* _Data excerpts_
***
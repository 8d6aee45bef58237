//! Topology construction and the central event-dispatch loop.
//!
//! The fabric modelled is a single-switch star: every host connects to its
//! own dedicated switch port, so the effective port count is pinned to
//! `num_hosts` (overriding `cfg.switch.num_ports`, which only bounds
//! fan-out on multi-tier topologies this simulator doesn't build). Each
//! logical hop owns a [`crate::link::Link`]/[`crate::phy::Phy`] pair on
//! both the host side and the switch side of the wire.

use serde::Serialize;

use uet_common::config::ScenarioConfig;
use uet_common::packet::HostId;
use uet_common::signals::{SignalRegistry, SignalSnapshot};
use uet_common::time::Tick;

use crate::analyzer::Analyzer;
use crate::inc::IncProcessor;
use crate::link::Link;
use crate::phy::Phy;
use crate::router::Router;
use crate::scheduler::{Actor, EventPayload, PortId, Scheduler};
use crate::switch::{SwitchFabric, SwitchPort};
use crate::transport::Transport;
use crate::workload::Workload;

/// End-of-run artifact: the final signal snapshot plus the analyzer's
/// periodic history leading up to it.
#[derive(Debug, Clone, Serialize)]
pub struct RunReport {
    pub seed: u64,
    pub num_hosts: u32,
    pub sim_duration_secs: f64,
    pub final_time_secs: f64,
    pub final_snapshot: SignalSnapshot,
    pub history: Vec<SignalSnapshot>,
}

pub struct Network {
    cfg: ScenarioConfig,
    sched: Scheduler,
    signals: SignalRegistry,

    workloads: Vec<Workload>,
    transports: Vec<Transport>,
    routers: Vec<Router>,
    host_links: Vec<Link>,
    host_phys: Vec<Phy>,

    switch_ports: Vec<SwitchPort>,
    switch_links: Vec<Link>,
    switch_phys: Vec<Phy>,

    fabric: SwitchFabric,
    inc: IncProcessor,
    analyzer: Analyzer,
}

impl Network {
    pub fn new(cfg: ScenarioConfig) -> Self {
        let num_hosts = cfg.num_hosts;
        let num_ports = num_hosts; // one port per host, pinned (see module docs)
        let mut sched = Scheduler::new(cfg.seed);
        let mut signals = SignalRegistry::new(cfg.enable_detailed_stats);

        let mut workloads = Vec::with_capacity(num_hosts as usize);
        let mut transports = Vec::with_capacity(num_hosts as usize);
        let mut routers = Vec::with_capacity(num_hosts as usize);
        let mut host_links = Vec::with_capacity(num_hosts as usize);
        let mut host_phys = Vec::with_capacity(num_hosts as usize);

        for h in 0..num_hosts {
            workloads.push(Workload::new(Actor::Workload(h), h, cfg.workload.clone()));
            transports.push(Transport::new(Actor::Transport(h), Actor::Workload(h), Actor::IpTx(h), h, cfg.transport.clone()));

            let mut router = Router::new(Actor::Ip(h), Actor::Transport(h), Actor::HostLinkTx(h), h, cfg.ip.clone());
            router.populate_default(num_hosts, num_ports, 0, &mut signals);
            routers.push(router);

            host_links.push(Link::new(Actor::HostLink(h), Actor::Ip(h), Actor::HostPhyTx(h), Actor::SwitchPortLink(h), cfg.link.clone()));
            host_phys.push(Phy::new(Actor::HostPhy(h), Actor::SwitchPortPhy(h), Actor::HostLink(h), cfg.phy.clone()));
        }

        let mut switch_ports = Vec::with_capacity(num_ports as usize);
        let mut switch_links = Vec::with_capacity(num_ports as usize);
        let mut switch_phys = Vec::with_capacity(num_ports as usize);

        for p in 0..num_ports {
            switch_ports.push(SwitchPort::new(p, Actor::SwitchFabric, Actor::SwitchPortLinkTx(p), cfg.port.clone()));
            switch_links.push(Link::new(Actor::SwitchPortLink(p), Actor::SwitchPortUp(p), Actor::SwitchPortPhyTx(p), Actor::HostLink(p), cfg.link.clone()));
            switch_phys.push(Phy::new(Actor::SwitchPortPhy(p), Actor::HostPhy(p), Actor::SwitchPortLink(p), cfg.phy.clone()));
        }

        let fabric = SwitchFabric::new(cfg.switch.clone(), Actor::Inc);
        let inc = IncProcessor::new(Actor::Inc, Actor::SwitchFabric, cfg.inc.clone());
        let analyzer = Analyzer::new(Actor::Analyzer, cfg.measurement_interval_secs);

        let mut net = Network {
            cfg,
            sched,
            signals,
            workloads,
            transports,
            routers,
            host_links,
            host_phys,
            switch_ports,
            switch_links,
            switch_phys,
            fabric,
            inc,
            analyzer,
        };
        net.arm_initial_timers();
        net
    }

    fn arm_initial_timers(&mut self) {
        for h in 0..self.cfg.num_hosts {
            self.workloads[h as usize].start(&mut self.sched);
            self.routers[h as usize].start(&mut self.sched);
        }
        self.analyzer.start(&mut self.sched);
    }

    /// Runs the scheduler to completion (or until the configured duration
    /// bound) and returns the end-of-run report.
    pub fn run(mut self) -> RunReport {
        let duration = uet_common::time::secs_to_ticks(self.cfg.sim_duration_secs);
        loop {
            let Some(next) = self.sched.peek_time() else {
                break;
            };
            if next > duration {
                break;
            }
            let Some((actor, payload)) = self.sched.pop() else {
                break;
            };
            self.dispatch(actor, payload);
        }

        let now = self.sched.now();
        RunReport {
            seed: self.cfg.seed,
            num_hosts: self.cfg.num_hosts,
            sim_duration_secs: self.cfg.sim_duration_secs,
            final_time_secs: uet_common::time::ticks_to_secs(now),
            final_snapshot: self.signals.snapshot(now),
            history: self.analyzer.history().to_vec(),
        }
    }

    fn dispatch(&mut self, actor: Actor, payload: EventPayload) {
        let now = self.sched.now();
        match actor {
            Actor::Workload(h) => self.on_workload(h, now, payload),
            Actor::Transport(h) => self.on_transport(h, now, payload),
            Actor::Ip(h) => self.on_ip(h, now, payload),
            Actor::IpTx(h) => self.on_ip_tx(h, now, payload),
            Actor::HostLink(h) => self.on_host_link(h, now, payload),
            Actor::HostLinkTx(h) => self.on_host_link_tx(h, now, payload),
            Actor::HostPhy(h) => self.on_host_phy(h, now, payload),
            Actor::HostPhyTx(h) => self.on_host_phy_tx(h, now, payload),
            Actor::SwitchPort(p) => self.on_switch_port(p, now, payload),
            Actor::SwitchPortUp(p) => self.on_switch_port_up(p, now, payload),
            Actor::SwitchPortLink(p) => self.on_switch_port_link(p, now, payload),
            Actor::SwitchPortLinkTx(p) => self.on_switch_port_link_tx(p, now, payload),
            Actor::SwitchPortPhy(p) => self.on_switch_port_phy(p, now, payload),
            Actor::SwitchPortPhyTx(p) => self.on_switch_port_phy_tx(p, now, payload),
            Actor::SwitchFabric => self.on_switch_fabric(now, payload),
            Actor::Inc => self.on_inc(now, payload),
            Actor::Analyzer => self.on_analyzer(now, payload),
        }
    }

    fn on_workload(&mut self, h: HostId, now: Tick, payload: EventPayload) {
        let i = h as usize;
        match payload {
            EventPayload::Timer { .. } => {
                self.workloads[i].on_tick(now, &mut self.sched, &mut self.transports[i], &mut self.signals);
            }
            EventPayload::Packet(pkt) => {
                self.workloads[i].on_receive(pkt.seq, pkt.byte_len, now, &mut self.signals);
            }
            EventPayload::LlrAck(_) => {}
        }
    }

    fn on_transport(&mut self, h: HostId, now: Tick, payload: EventPayload) {
        let i = h as usize;
        match payload {
            EventPayload::Packet(pkt) => {
                self.transports[i].receive(pkt, now, &mut self.sched, &mut self.signals);
            }
            EventPayload::Timer { .. } => {
                self.transports[i].on_retransmit_timer(now, &mut self.sched, &mut self.signals);
            }
            EventPayload::LlrAck(_) => {}
        }
    }

    fn on_ip(&mut self, h: HostId, now: Tick, payload: EventPayload) {
        let i = h as usize;
        match payload {
            EventPayload::Packet(pkt) => {
                self.routers[i].from_link(pkt, now, &mut self.sched, &mut self.signals);
            }
            EventPayload::Timer { .. } => {
                self.routers[i].on_routing_update(now, &mut self.sched, &mut self.signals);
            }
            EventPayload::LlrAck(_) => {}
        }
    }

    fn on_ip_tx(&mut self, h: HostId, now: Tick, payload: EventPayload) {
        if let EventPayload::Packet(pkt) = payload {
            self.routers[h as usize].from_transport(pkt, now, &mut self.sched, &mut self.signals);
        }
    }

    fn on_host_link(&mut self, h: HostId, now: Tick, payload: EventPayload) {
        let i = h as usize;
        match payload {
            EventPayload::Packet(pkt) => {
                self.host_links[i].receive(pkt, now, &mut self.sched, &mut self.signals);
            }
            EventPayload::Timer { .. } => {
                self.host_links[i].on_timeout(now, &mut self.sched, &mut self.signals);
            }
            EventPayload::LlrAck(ack) => {
                self.host_links[i].on_ack(ack, now, &mut self.sched, &mut self.signals);
            }
        }
    }

    fn on_host_link_tx(&mut self, h: HostId, now: Tick, payload: EventPayload) {
        if let EventPayload::Packet(pkt) = payload {
            self.host_links[h as usize].send(pkt, now, &mut self.sched, &mut self.signals);
        }
    }

    fn on_host_phy(&mut self, h: HostId, now: Tick, payload: EventPayload) {
        let i = h as usize;
        match payload {
            EventPayload::Packet(pkt) => {
                self.host_phys[i].receive(pkt, now, &mut self.sched, &mut self.signals);
            }
            EventPayload::Timer { .. } => {
                self.host_phys[i].on_transmit_timer(now, &mut self.sched);
            }
            EventPayload::LlrAck(_) => {}
        }
    }

    fn on_host_phy_tx(&mut self, h: HostId, now: Tick, payload: EventPayload) {
        if let EventPayload::Packet(pkt) = payload {
            self.host_phys[h as usize].transmit(pkt, now, &mut self.sched);
        }
    }

    fn on_switch_port(&mut self, p: PortId, now: Tick, payload: EventPayload) {
        if let EventPayload::Packet(pkt) = payload {
            self.switch_ports[p as usize].from_fabric(pkt, now, &mut self.sched);
        }
    }

    fn on_switch_port_up(&mut self, p: PortId, now: Tick, payload: EventPayload) {
        if let EventPayload::Packet(pkt) = payload {
            self.switch_ports[p as usize].from_link(pkt, now, &mut self.sched);
        }
    }

    fn on_switch_port_link(&mut self, p: PortId, now: Tick, payload: EventPayload) {
        let i = p as usize;
        match payload {
            EventPayload::Packet(pkt) => {
                self.switch_links[i].receive(pkt, now, &mut self.sched, &mut self.signals);
            }
            EventPayload::Timer { .. } => {
                self.switch_links[i].on_timeout(now, &mut self.sched, &mut self.signals);
            }
            EventPayload::LlrAck(ack) => {
                self.switch_links[i].on_ack(ack, now, &mut self.sched, &mut self.signals);
            }
        }
    }

    fn on_switch_port_link_tx(&mut self, p: PortId, now: Tick, payload: EventPayload) {
        if let EventPayload::Packet(pkt) = payload {
            self.switch_links[p as usize].send(pkt, now, &mut self.sched, &mut self.signals);
        }
    }

    fn on_switch_port_phy(&mut self, p: PortId, now: Tick, payload: EventPayload) {
        let i = p as usize;
        match payload {
            EventPayload::Packet(pkt) => {
                self.switch_phys[i].receive(pkt, now, &mut self.sched, &mut self.signals);
            }
            EventPayload::Timer { .. } => {
                self.switch_phys[i].on_transmit_timer(now, &mut self.sched);
            }
            EventPayload::LlrAck(_) => {}
        }
    }

    fn on_switch_port_phy_tx(&mut self, p: PortId, now: Tick, payload: EventPayload) {
        if let EventPayload::Packet(pkt) = payload {
            self.switch_phys[p as usize].transmit(pkt, now, &mut self.sched);
        }
    }

    fn on_switch_fabric(&mut self, now: Tick, payload: EventPayload) {
        if let EventPayload::Packet(pkt) = payload {
            self.fabric.handle(pkt, now, &mut self.sched, &mut self.signals);
        }
    }

    fn on_inc(&mut self, now: Tick, payload: EventPayload) {
        match payload {
            EventPayload::Packet(pkt) => {
                self.inc.submit(pkt, now, &mut self.sched, &mut self.signals);
            }
            EventPayload::Timer { .. } => {
                self.inc.on_processing_timer(now, &mut self.sched, &mut self.signals);
            }
            EventPayload::LlrAck(_) => {}
        }
    }

    fn on_analyzer(&mut self, now: Tick, payload: EventPayload) {
        if let EventPayload::Timer { .. } = payload {
            self.analyzer.on_tick(now, &mut self.sched, &self.signals);
        }
    }
}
***
Return, unchanged, the run of lines above that opens with the line containing "net.arm_initial_timers();" and closes with the line containing "pub fn run(mut". Include both.

        net.arm_initial_timers();
        net
    }

    fn arm_initial_timers(&mut self) {
        for h in 0..self.cfg.num_hosts {
            self.workloads[h as usize].start(&mut self.sched);
            self.routers[h as usize].start(&mut self.sched);
        }
        self.analyzer.start(&mut self.sched);
    }

    /// Runs the scheduler to completion (or until the configured duration
    /// bound) and returns the end-of-run report.
    pub fn run(mut self) -> RunReport {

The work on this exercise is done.